Biden’s DOA DEI Budget - The American Spectator | USA News and Politics
Biden’s DOA DEI Budget
President Joe Biden (The White House)

The numbers of President Joe Biden’s budget, increasing federal spending from $6.5 trillion to $6.9 trillion, offend. More so do the letters.

The word “equitable” appears 34 times, some variant of “fair” 57 times, “equity” 63 times, and “justice” 74 times not in reference to the Justice Department.

Sometimes, perhaps as a means of obtaining more bang for its buck, the budget offers a combination of terms overloaded with general symbolism but devoid of specific meaning.

In a section titled “Advances Equity and Environmental Justice,” the Biden administration boasts of spending $1.8 billion for, among several priorities, “environmental justice for communities that bear the brunt of toxic pollution and impacts of climate change” and “$66 million to implement the Department’s Justice40 efforts and strengthen the Department’s environmental justice mission, including $54 million for the Office of Economic Impact and Diversity and $12 million for Legacy Management.”

The Transportation Security Administration (TSA) receives “$1.1 billion above the 2023 enacted level to fully fund the TSA pay equity initiative. Enhancements to TSA pay support the President’s commitment to fostering diversity, equity, and inclusion in the Federal workforce.”

Under “Advances Gender Equity and Equality Around the World,” the budget notes, “The Administration remains steadfast in its commitment to invest in opportunities for women and girls and support the needs of marginalized communities, including the Lesbian, Gay, Bisexual, Transgender, Queer, and Intersex community. Reflective of that commitment, the Budget requests more than $3 billion to advance gender equity and equality across a broad range of sectors.”

Every page or so offers some oblation to the social justice gods.
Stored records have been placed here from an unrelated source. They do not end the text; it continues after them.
use gamehaven_core::db::open_db_in_memory;
use gamehaven_core::model::now_epoch_ms;
use gamehaven_core::repo::download_history_repo::{
    DownloadHistoryRepository, SqliteDownloadHistoryRepository,
};
use gamehaven_core::repo::game_repo::{GameRepository, SqliteGameRepository};
use gamehaven_core::repo::purchased_game_repo::{
    PurchasedGameRepository, SqlitePurchasedGameRepository,
};
use gamehaven_core::repo::user_repo::{SqliteUserRepository, UserRepository};
use gamehaven_core::service::library_service::LibraryService;
use gamehaven_core::service::purchase_service::PurchaseService;
use gamehaven_core::{
    DownloadStatus, Game, PurchaseRequest, PurchasedGameId, RepoError, User, UserId, UserRole,
};
use rusqlite::Connection;

fn owned_game(conn: &mut Connection) -> (UserId, PurchasedGameId) {
    let user_id = SqliteUserRepository::new(conn)
        .insert_user(&User::new("shir", "shir@gmail.com", "123", UserRole::Regular))
        .unwrap();
    let games = SqliteGameRepository::new(conn);
    let game_id = games
        .insert_game(&Game::new("Puzzle Quest", 15_000.0, 200))
        .unwrap();
    let game = games.get_game(game_id).unwrap().unwrap();
    let receipt = PurchaseService::new(conn)
        .record_purchase(&PurchaseRequest::single_game(user_id, &game, 1_000))
        .unwrap();
    (user_id, receipt.purchased_game_ids[0])
}

#[test]
fn downloaded_appends_exactly_one_history_row() {
    let mut conn = open_db_in_memory().unwrap();
    let (user_id, entry_id) = owned_game(&mut conn);
    let before = now_epoch_ms();

    let change = LibraryService::new(&mut conn)
        .update_download_status(entry_id, DownloadStatus::Downloaded, now_epoch_ms())
        .unwrap();
    assert_eq!(change.status, DownloadStatus::Downloaded);
    assert!(change.history_id.is_some());

    let entry = SqlitePurchasedGameRepository::new(&conn)
        .get_purchased_game(entry_id)
        .unwrap()
        .unwrap();
    assert_eq!(entry.download_status, DownloadStatus::Downloaded);

    let history = SqliteDownloadHistoryRepository::new(&conn)
        .list_by_user(user_id)
        .unwrap();
    assert_eq!(history.len(), 1);
    assert_eq!(history[0].game_id, entry.game_id);
    assert!(history[0].download_date >= before);
}

#[test]
fn in_progress_statuses_do_not_touch_history() {
    let mut conn = open_db_in_memory().unwrap();
    let (user_id, entry_id) = owned_game(&mut conn);

    let mut service = LibraryService::new(&mut conn);
    let change = service
        .update_download_status(entry_id, DownloadStatus::Downloading, 2_000)
        .unwrap();
    assert!(change.history_id.is_none());
    service
        .update_download_status(entry_id, DownloadStatus::NotDownloaded, 3_000)
        .unwrap();

    assert_eq!(
        SqliteDownloadHistoryRepository::new(&conn)
            .count_by_user(user_id)
            .unwrap(),
        0
    );
}

#[test]
fn every_completion_is_recorded_including_install() {
    let mut conn = open_db_in_memory().unwrap();
    let (user_id, entry_id) = owned_game(&mut conn);

    let mut service = LibraryService::new(&mut conn);
    service
        .update_download_status(entry_id, DownloadStatus::Downloaded, 2_000)
        .unwrap();
    service
        .update_download_status(entry_id, DownloadStatus::Installed, 3_000)
        .unwrap();

    let history = SqliteDownloadHistoryRepository::new(&conn);
    assert_eq!(history.count_by_user(user_id).unwrap(), 2);
    let game_id = SqlitePurchasedGameRepository::new(&conn)
        .get_purchased_game(entry_id)
        .unwrap()
        .unwrap()
        .game_id;
    let latest = history
        .find_by_user_and_game(user_id, game_id)
        .unwrap()
        .unwrap();
    assert_eq!(latest.download_date, 3_000);
}

#[test]
fn unknown_entry_is_not_found_and_writes_nothing() {
    let mut conn = open_db_in_memory().unwrap();
    let (user_id, _) = owned_game(&mut conn);

    let err = LibraryService::new(&mut conn)
        .update_download_status(404, DownloadStatus::Downloaded, 2_000)
        .unwrap_err();
    assert!(matches!(
        err,
        RepoError::NotFound {
            entity: "purchased game",
            id: 404
        }
    ));
    assert_eq!(
        SqliteDownloadHistoryRepository::new(&conn)
            .count_by_user(user_id)
            .unwrap(),
        0
    );
}

#[test]
fn plain_status_update_is_not_found_for_missing_rows() {
    let conn = open_db_in_memory().unwrap();
    let err = SqlitePurchasedGameRepository::new(&conn)
        .update_download_status(7, DownloadStatus::Downloading)
        .unwrap_err();
    assert!(err.is_not_found());
}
For taxpayers who think the government needs more diversity, equity, and inclusion officers, this budget bests any ever suggested by a president to Congress. For those alarmed about the extraordinary burden of taxation and debt, the budget frightens.

Consider that federal spending, which averaged 21 percent of GDP over the last five decades, last fiscal year reached nearly 25 percent of GDP. This proposed budget increases spending by more than 6 percent over that budget already above the norm rather dramatically.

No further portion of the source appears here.